● **WHAT IS REQUIRED**
Collect every line below that contains the word "Some".

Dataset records
****************************************

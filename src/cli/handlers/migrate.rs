//! `hvacdesk migrate`

use diesel::Connection;
use diesel::pg::PgConnection;
use diesel_migrations::MigrationHarness;

use crate::config::Settings;
use crate::db::MIGRATIONS;
use crate::error::{AppError, AppResult};

pub struct MigrateCommandHandler {
    config: Settings,
}

impl MigrateCommandHandler {
    pub fn new(config: Settings) -> Self {
        Self { config }
    }

    /// Applies pending migrations, lists them (`dry_run`) or reverts the
    /// last `rollback` steps.
    pub async fn execute(&self, dry_run: bool, rollback: Option<u32>) -> AppResult<()> {
        self.config.database.validate()?;

        match (dry_run, rollback) {
            (true, _) => self.show_pending_migrations().await,
            (false, Some(steps)) => self.rollback_migrations(steps).await,
            (false, None) => self.run_migrations().await,
        }
    }

    async fn show_pending_migrations(&self) -> AppResult<()> {
        let pending = self
            .with_connection("check pending migrations", |conn| {
                conn.pending_migrations(MIGRATIONS).map(|pending| {
                    pending
                        .iter()
                        .map(|m| m.name().to_string())
                        .collect::<Vec<_>>()
                })
            })
            .await?;

        if pending.is_empty() {
            println!("✓ No pending migrations, database is up to date");
        } else {
            println!("Found {} pending migration(s):", pending.len());
            for name in &pending {
                println!("  - {}", name);
            }
            println!("\nRun without --dry-run to apply them");
        }
        Ok(())
    }

    async fn run_migrations(&self) -> AppResult<()> {
        let applied = self
            .with_connection("run pending migrations", |conn| {
                conn.run_pending_migrations(MIGRATIONS)
                    .map(|applied| applied.iter().map(|m| m.to_string()).collect::<Vec<_>>())
            })
            .await?;

        if applied.is_empty() {
            println!("✓ No migrations to apply, database is up to date");
        } else {
            println!("✓ Applied {} migration(s):", applied.len());
            for name in &applied {
                println!("  - {}", name);
            }
        }
        tracing::info!(applied = applied.len(), "Migrations complete");
        Ok(())
    }

    async fn rollback_migrations(&self, steps: u32) -> AppResult<()> {
        if steps == 0 {
            return Err(AppError::Validation {
                field: "rollback_steps".to_string(),
                reason: "Number of rollback steps must be greater than 0".to_string(),
            });
        }

        let applied = self
            .with_connection("list applied migrations", |conn| {
                conn.applied_migrations().map(|applied| applied.len())
            })
            .await?;
        if applied < steps as usize {
            return Err(AppError::Validation {
                field: "rollback_steps".to_string(),
                reason: format!(
                    "Cannot roll back {} migrations, only {} applied",
                    steps, applied
                ),
            });
        }

        let reverted = self
            .with_connection("revert migrations", move |conn| {
                let mut reverted = Vec::new();
                for _ in 0..steps {
                    reverted.push(conn.revert_last_migration(MIGRATIONS)?.to_string());
                }
                Ok(reverted)
            })
            .await?;

        println!("✓ Rolled back {} migration(s):", reverted.len());
        for name in &reverted {
            println!("  - {}", name);
        }
        tracing::warn!(reverted = reverted.len(), "Migrations rolled back");
        Ok(())
    }

    /// Runs a blocking migration step on its own synchronous connection.
    async fn with_connection<T, F>(&self, operation: &'static str, f: F) -> AppResult<T>
    where
        T: Send + 'static,
        F: FnOnce(
                &mut PgConnection,
            ) -> Result<T, Box<dyn std::error::Error + Send + Sync + 'static>>
            + Send
            + 'static,
    {
        let database_url = self.config.database.url.clone();
        tokio::task::spawn_blocking(move || {
            let mut conn =
                PgConnection::establish(&database_url).map_err(|e| AppError::Database {
                    operation: format!("connect to {}", operation),
                    source: anyhow::anyhow!("Connection error: {}", e),
                })?;
            f(&mut conn).map_err(|e| AppError::Database {
                operation: operation.to_string(),
                source: anyhow::anyhow!("Migration error: {}", e),
            })
        })
        .await
        .map_err(|e| AppError::Internal {
            source: anyhow::Error::from(e),
        })?
    }

    pub fn config(&self) -> &Settings {
        &self.config
    }
}

#[cfg(test)]
mod tests {
    use super::*;

    fn valid_config() -> Settings {
        let mut config = Settings::default();
        config.database.url = "postgres://localhost/hvacdesk_test".to_string();
        config
    }

    #[test]
    fn test_migrate_handler_new() {
        let config = valid_config();
        let handler = MigrateCommandHandler::new(config.clone());
        assert_eq!(handler.config(), &config);
    }

    #[tokio::test]
    async fn test_zero_rollback_steps_rejected_before_connecting() {
        let handler = MigrateCommandHandler::new(valid_config());
        match handler.execute(false, Some(0)).await {
            Err(AppError::Validation { field, reason }) => {
                assert_eq!(field, "rollback_steps");
                assert!(reason.contains("greater than 0"));
            }
            other => panic!("Expected validation error, got {:?}", other.err()),
        }
    }

    #[tokio::test]
    async fn test_missing_database_url_rejected() {
        let handler = MigrateCommandHandler::new(Settings::default());
        assert!(matches!(
            handler.execute(true, None).await,
            Err(AppError::Configuration { .. })
        ));
    }
}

****************************************

● **EXERCISE RESULT**
            (false, Some(steps)) => self.rollback_migrations(steps).await,
        match handler.execute(false, Some(0)).await {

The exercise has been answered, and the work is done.